### WORK INSTRUCTIONS:
Copy, exactly and without additions, every line in the records below from the one holding "let content = message.content.trim();" through the one holding "for m in filtered", both ends included.
######
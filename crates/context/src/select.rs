//! History selection algorithm (spec §4.4 "History selection algorithm").

use discuss_domain::config::TokenEstimationConfig;
use discuss_domain::model::{Message, MessageRole};

use crate::similarity::is_near_duplicate;
use crate::tokens::estimate;

/// Reserved headroom for the user prompt text itself.
pub const USER_PROMPT_RESERVE_TOKENS: u32 = 200;

const HARD_ERROR_MARKER: &str = "[Error:";
const REASONING_OPEN: &str = "<think>";
const REASONING_CLOSE: &str = "</think>";

/// Per-turn budget, already adjusted for adaptive shrinkage.
#[derive(Debug, Clone, Copy)]
pub struct TokenBudget {
    pub max_context_tokens: u32,
    pub max_message_tokens: u32,
    pub max_messages: usize,
}

fn passes_filter(message: &Message) -> bool {
    if message.role == MessageRole::System {
        return false;
    }
    let content = message.content.trim();
    if content.is_empty() {
        return false;
    }
    if content.contains(HARD_ERROR_MARKER) {
        return false;
    }
    if content.contains(REASONING_OPEN) && !content.contains(REASONING_CLOSE) {
        return false;
    }
    true
}

/// Select, format, and budget-fit history lines in chronological order.
/// Returns an empty vec when nothing fits (caller falls back to a bare
/// phase prompt per spec §4.4 step 5).
pub fn select_history(messages: &[Message], budget: &TokenBudget, cfg: &TokenEstimationConfig) -> Vec<String> {
    let filtered: Vec<&Message> = messages.iter().filter(|m| passes_filter(m)).collect();

    let mut deduped: Vec<&Message> = Vec::with_capacity(filtered.len());
    for m in filtered {
        let is_dup = deduped.iter().any(|kept| is_near_duplicate(&kept.content, &m.content));
        if !is_dup {
            deduped.push(m);
        }
    }

    let max_chars = ((budget.max_message_tokens as f64) * cfg.chars_per_token).floor().max(1.0) as usize;
    let mut running_tokens: u32 = 0;
    let mut selected_rev: Vec<String> = Vec::new();

    for m in deduped.iter().rev() {
        if selected_rev.len() >= budget.max_messages {
            break;
        }

        let model = m.model_name.as_deref().unwrap_or("a participant");
        let content = if m.content.chars().count() > max_chars {
            let truncated: String = m.content.chars().take(max_chars.saturating_sub(1)).collect();
            format!("{truncated}…")
        } else {
            m.content.clone()
        };
        let formatted = format!("{model} contributed: {content}");
        let formatted_tokens = estimate(&formatted, cfg);

        if running_tokens + formatted_tokens + USER_PROMPT_RESERVE_TOKENS > budget.max_context_tokens {
            break;
        }
        running_tokens += formatted_tokens;
        selected_rev.push(formatted);
    }

    selected_rev.reverse();
    selected_rev
}

#[cfg(test)]
mod tests {
    use super::*;
    use chrono::Utc;

    fn msg(model: &str, content: &str) -> Message {
        Message {
            id: uuid::Uuid::new_v4().to_string(),
            role: MessageRole::Assistant,
            model_name: Some(model.to_string()),
            round: Some(1),
            content: content.to_string(),
            timestamp: Utc::now(),
            token_count: None,
        }
    }

    fn sys(content: &str) -> Message {
        Message {
            id: uuid::Uuid::new_v4().to_string(),
            role: MessageRole::System,
            model_name: None,
            round: None,
            content: content.to_string(),
            timestamp: Utc::now(),
            token_count: None,
        }
    }

    #[test]
    fn drops_system_and_empty_and_error_sentinel_messages() {
        let messages = vec![
            sys("intro"),
            msg("a", ""),
            msg("b", "[Error: b failed to respond after retries]"),
            msg("c", "a real contribution"),
        ];
        let budget = TokenBudget { max_context_tokens: 4000, max_message_tokens: 500, max_messages: 12 };
        let selected = select_history(&messages, &budget, &TokenEstimationConfig::default());
        assert_eq!(selected.len(), 1);
        assert!(selected[0].contains("a real contribution"));
    }

    #[test]
    fn dedupes_near_identical_contributions() {
        let messages = vec![
            msg("a", "Coffee has real health benefits."),
            msg("b", "coffee has real health benefits"),
            msg("c", "Something entirely different."),
        ];
        let budget = TokenBudget { max_context_tokens: 4000, max_message_tokens: 500, max_messages: 12 };
        let selected = select_history(&messages, &budget, &TokenEstimationConfig::default());
        assert_eq!(selected.len(), 2);
    }

    #[test]
    fn stops_once_budget_exhausted() {
        let messages: Vec<Message> = (0..20).map(|i| msg("a", &format!("contribution number {i}"))).collect();
        let budget = TokenBudget { max_context_tokens: 60, max_message_tokens: 500, max_messages: 20 };
        let selected = select_history(&messages, &budget, &TokenEstimationConfig::default());
        assert!(selected.len() < 20);
    }

    #[test]
    fn truncates_overlong_single_message() {
        let long_content = "word ".repeat(500);
        let messages = vec![msg("a", long_content.trim())];
        let budget = TokenBudget { max_context_tokens: 4000, max_message_tokens: 10, max_messages: 12 };
        let selected = select_history(&messages, &budget, &TokenEstimationConfig::default());
        assert_eq!(selected.len(), 1);
        assert!(selected[0].ends_with('…'));
    }

    #[test]
    fn preserves_chronological_order_in_output() {
        let messages = vec![msg("a", "first"), msg("b", "second"), msg("c", "third")];
        let budget = TokenBudget { max_context_tokens: 4000, max_message_tokens: 500, max_messages: 12 };
        let selected = select_history(&messages, &budget, &TokenEstimationConfig::default());
        assert!(selected[0].contains("first"));
        assert!(selected[2].contains("third"));
    }
}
######
### RESPONSE FOR THIS EXERCISE:
    let content = message.content.trim();
    if content.is_empty() {
        return false;
    }
    if content.contains(HARD_ERROR_MARKER) {
        return false;
    }
    if content.contains(REASONING_OPEN) && !content.contains(REASONING_CLOSE) {
        return false;
    }
    true
}

/// Select, format, and budget-fit history lines in chronological order.
/// Returns an empty vec when nothing fits (caller falls back to a bare
/// phase prompt per spec §4.4 step 5).
pub fn select_history(messages: &[Message], budget: &TokenBudget, cfg: &TokenEstimationConfig) -> Vec<String> {
    let filtered: Vec<&Message> = messages.iter().filter(|m| passes_filter(m)).collect();

    let mut deduped: Vec<&Message> = Vec::with_capacity(filtered.len());
    for m in filtered {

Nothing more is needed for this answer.